### DIRECTIONS FOR THIS TASK
The entire listing below needs to be transcribed word for word.

### DATA PROVIDED

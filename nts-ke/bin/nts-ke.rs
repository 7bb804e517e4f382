#![forbid(unsafe_code)]

use std::process;

#[tokio::main]
async fn main() {
    let result = nts_ke::nts_ke_main().await;
    if let Err(e) = &result {
        eprintln!("nts-ke: {e}");
    }
    process::exit(if result.is_ok() { 0 } else { 1 });
}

### RESULT
filename nts-ke/bin/nts-ke.rs
repository 7bb804e517e4f382
#![forbid(unsafe_code)]

use std::process;

#[tokio::main]
async fn main() {
    let result = nts_ke::nts_ke_main().await;
    if let Err(e) = &result {
        eprintln!("nts-ke: {e}");
    }
    process::exit(if result.is_ok() { 0 } else { 1 });
}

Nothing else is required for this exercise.